== Segment start ==

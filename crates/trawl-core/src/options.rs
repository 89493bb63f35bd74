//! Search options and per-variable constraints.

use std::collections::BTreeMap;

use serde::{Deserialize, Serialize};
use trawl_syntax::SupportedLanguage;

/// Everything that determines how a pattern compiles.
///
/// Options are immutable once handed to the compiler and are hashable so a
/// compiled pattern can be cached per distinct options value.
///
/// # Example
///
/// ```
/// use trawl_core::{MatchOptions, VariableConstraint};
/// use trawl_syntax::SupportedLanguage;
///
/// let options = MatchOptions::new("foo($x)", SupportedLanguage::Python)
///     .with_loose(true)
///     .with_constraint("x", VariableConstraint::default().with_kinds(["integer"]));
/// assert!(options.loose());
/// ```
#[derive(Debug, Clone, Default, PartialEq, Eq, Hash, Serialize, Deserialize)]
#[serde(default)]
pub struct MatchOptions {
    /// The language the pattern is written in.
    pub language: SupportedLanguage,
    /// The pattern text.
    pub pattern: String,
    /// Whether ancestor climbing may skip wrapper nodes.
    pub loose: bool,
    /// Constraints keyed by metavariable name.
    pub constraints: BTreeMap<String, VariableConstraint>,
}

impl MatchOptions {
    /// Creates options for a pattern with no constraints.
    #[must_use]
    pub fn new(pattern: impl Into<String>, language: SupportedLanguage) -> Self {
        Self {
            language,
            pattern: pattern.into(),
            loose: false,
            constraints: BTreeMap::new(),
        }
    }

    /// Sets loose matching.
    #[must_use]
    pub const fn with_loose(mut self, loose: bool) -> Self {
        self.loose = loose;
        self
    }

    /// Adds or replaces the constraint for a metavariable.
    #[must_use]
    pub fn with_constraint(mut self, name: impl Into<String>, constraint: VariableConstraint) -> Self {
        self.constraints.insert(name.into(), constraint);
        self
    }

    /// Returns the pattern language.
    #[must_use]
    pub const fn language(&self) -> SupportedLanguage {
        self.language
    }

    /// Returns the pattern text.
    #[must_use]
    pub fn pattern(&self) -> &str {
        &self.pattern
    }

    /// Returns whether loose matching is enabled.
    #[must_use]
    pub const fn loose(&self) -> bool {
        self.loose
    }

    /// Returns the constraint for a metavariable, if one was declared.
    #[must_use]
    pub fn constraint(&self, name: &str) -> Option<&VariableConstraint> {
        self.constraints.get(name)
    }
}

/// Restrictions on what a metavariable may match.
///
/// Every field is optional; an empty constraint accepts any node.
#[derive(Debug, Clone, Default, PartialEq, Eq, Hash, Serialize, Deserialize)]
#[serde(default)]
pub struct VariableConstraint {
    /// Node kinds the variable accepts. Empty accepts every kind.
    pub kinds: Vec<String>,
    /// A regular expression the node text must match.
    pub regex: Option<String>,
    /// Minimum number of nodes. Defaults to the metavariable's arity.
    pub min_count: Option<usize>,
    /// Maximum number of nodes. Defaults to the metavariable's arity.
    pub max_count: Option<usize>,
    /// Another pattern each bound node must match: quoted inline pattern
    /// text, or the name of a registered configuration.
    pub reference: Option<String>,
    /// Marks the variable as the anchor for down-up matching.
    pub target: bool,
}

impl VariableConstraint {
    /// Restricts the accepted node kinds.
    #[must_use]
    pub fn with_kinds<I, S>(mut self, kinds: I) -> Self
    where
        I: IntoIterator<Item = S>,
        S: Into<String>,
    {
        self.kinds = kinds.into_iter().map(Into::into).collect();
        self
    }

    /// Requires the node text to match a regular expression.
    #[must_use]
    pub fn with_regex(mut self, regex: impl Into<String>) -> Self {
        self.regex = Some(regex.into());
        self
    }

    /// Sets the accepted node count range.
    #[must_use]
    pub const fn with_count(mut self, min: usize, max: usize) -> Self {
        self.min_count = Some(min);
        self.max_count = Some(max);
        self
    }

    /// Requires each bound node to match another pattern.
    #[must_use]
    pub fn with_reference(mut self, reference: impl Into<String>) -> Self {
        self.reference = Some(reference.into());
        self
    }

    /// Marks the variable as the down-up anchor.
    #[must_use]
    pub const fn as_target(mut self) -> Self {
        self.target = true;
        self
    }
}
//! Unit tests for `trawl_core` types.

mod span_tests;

== Segment end ==

## THE TASK
Word for word, give back all the lines above.

## TASK ANSWER
filename crates/trawl-core/src/options.rs
repository 89493bb63f35bd74
//! Search options and per-variable constraints.

use std::collections::BTreeMap;

use serde::{Deserialize, Serialize};
use trawl_syntax::SupportedLanguage;

/// Everything that determines how a pattern compiles.
///
/// Options are immutable once handed to the compiler and are hashable so a
/// compiled pattern can be cached per distinct options value.
///
/// # Example
///
/// ```
/// use trawl_core::{MatchOptions, VariableConstraint};
/// use trawl_syntax::SupportedLanguage;
///
/// let options = MatchOptions::new("foo($x)", SupportedLanguage::Python)
///     .with_loose(true)
///     .with_constraint("x", VariableConstraint::default().with_kinds(["integer"]));
/// assert!(options.loose());
/// ```
#[derive(Debug, Clone, Default, PartialEq, Eq, Hash, Serialize, Deserialize)]
#[serde(default)]
pub struct MatchOptions {
    /// The language the pattern is written in.
    pub language: SupportedLanguage,
    /// The pattern text.
    pub pattern: String,
    /// Whether ancestor climbing may skip wrapper nodes.
    pub loose: bool,
    /// Constraints keyed by metavariable name.
    pub constraints: BTreeMap<String, VariableConstraint>,
}

impl MatchOptions {
    /// Creates options for a pattern with no constraints.
    #[must_use]
    pub fn new(pattern: impl Into<String>, language: SupportedLanguage) -> Self {
        Self {
            language,
            pattern: pattern.into(),
            loose: false,
            constraints: BTreeMap::new(),
        }
    }

    /// Sets loose matching.
    #[must_use]
    pub const fn with_loose(mut self, loose: bool) -> Self {
        self.loose = loose;
        self
    }

    /// Adds or replaces the constraint for a metavariable.
    #[must_use]
    pub fn with_constraint(mut self, name: impl Into<String>, constraint: VariableConstraint) -> Self {
        self.constraints.insert(name.into(), constraint);
        self
    }

    /// Returns the pattern language.
    #[must_use]
    pub const fn language(&self) -> SupportedLanguage {
        self.language
    }

    /// Returns the pattern text.
    #[must_use]
    pub fn pattern(&self) -> &str {
        &self.pattern
    }

    /// Returns whether loose matching is enabled.
    #[must_use]
    pub const fn loose(&self) -> bool {
        self.loose
    }

    /// Returns the constraint for a metavariable, if one was declared.
    #[must_use]
    pub fn constraint(&self, name: &str) -> Option<&VariableConstraint> {
        self.constraints.get(name)
    }
}

/// Restrictions on what a metavariable may match.
///
/// Every field is optional; an empty constraint accepts any node.
#[derive(Debug, Clone, Default, PartialEq, Eq, Hash, Serialize, Deserialize)]
#[serde(default)]
pub struct VariableConstraint {
    /// Node kinds the variable accepts. Empty accepts every kind.
    pub kinds: Vec<String>,
    /// A regular expression the node text must match.
    pub regex: Option<String>,
    /// Minimum number of nodes. Defaults to the metavariable's arity.
    pub min_count: Option<usize>,
    /// Maximum number of nodes. Defaults to the metavariable's arity.
    pub max_count: Option<usize>,
    /// Another pattern each bound node must match: quoted inline pattern
    /// text, or the name of a registered configuration.
    pub reference: Option<String>,
    /// Marks the variable as the anchor for down-up matching.
    pub target: bool,
}

impl VariableConstraint {
    /// Restricts the accepted node kinds.
    #[must_use]
    pub fn with_kinds<I, S>(mut self, kinds: I) -> Self
    where
        I: IntoIterator<Item = S>,
        S: Into<String>,
    {
        self.kinds = kinds.into_iter().map(Into::into).collect();
        self
    }

    /// Requires the node text to match a regular expression.
    #[must_use]
    pub fn with_regex(mut self, regex: impl Into<String>) -> Self {
        self.regex = Some(regex.into());
        self
    }

    /// Sets the accepted node count range.
    #[must_use]
    pub const fn with_count(mut self, min: usize, max: usize) -> Self {
        self.min_count = Some(min);
        self.max_count = Some(max);
        self
    }

    /// Requires each bound node to match another pattern.
    #[must_use]
    pub fn with_reference(mut self, reference: impl Into<String>) -> Self {
        self.reference = Some(reference.into());
        self
    }

    /// Marks the variable as the down-up anchor.
    #[must_use]
    pub const fn as_target(mut self) -> Self {
        self.target = true;
        self
    }
}
//! Unit tests for `trawl_core` types.

mod span_tests;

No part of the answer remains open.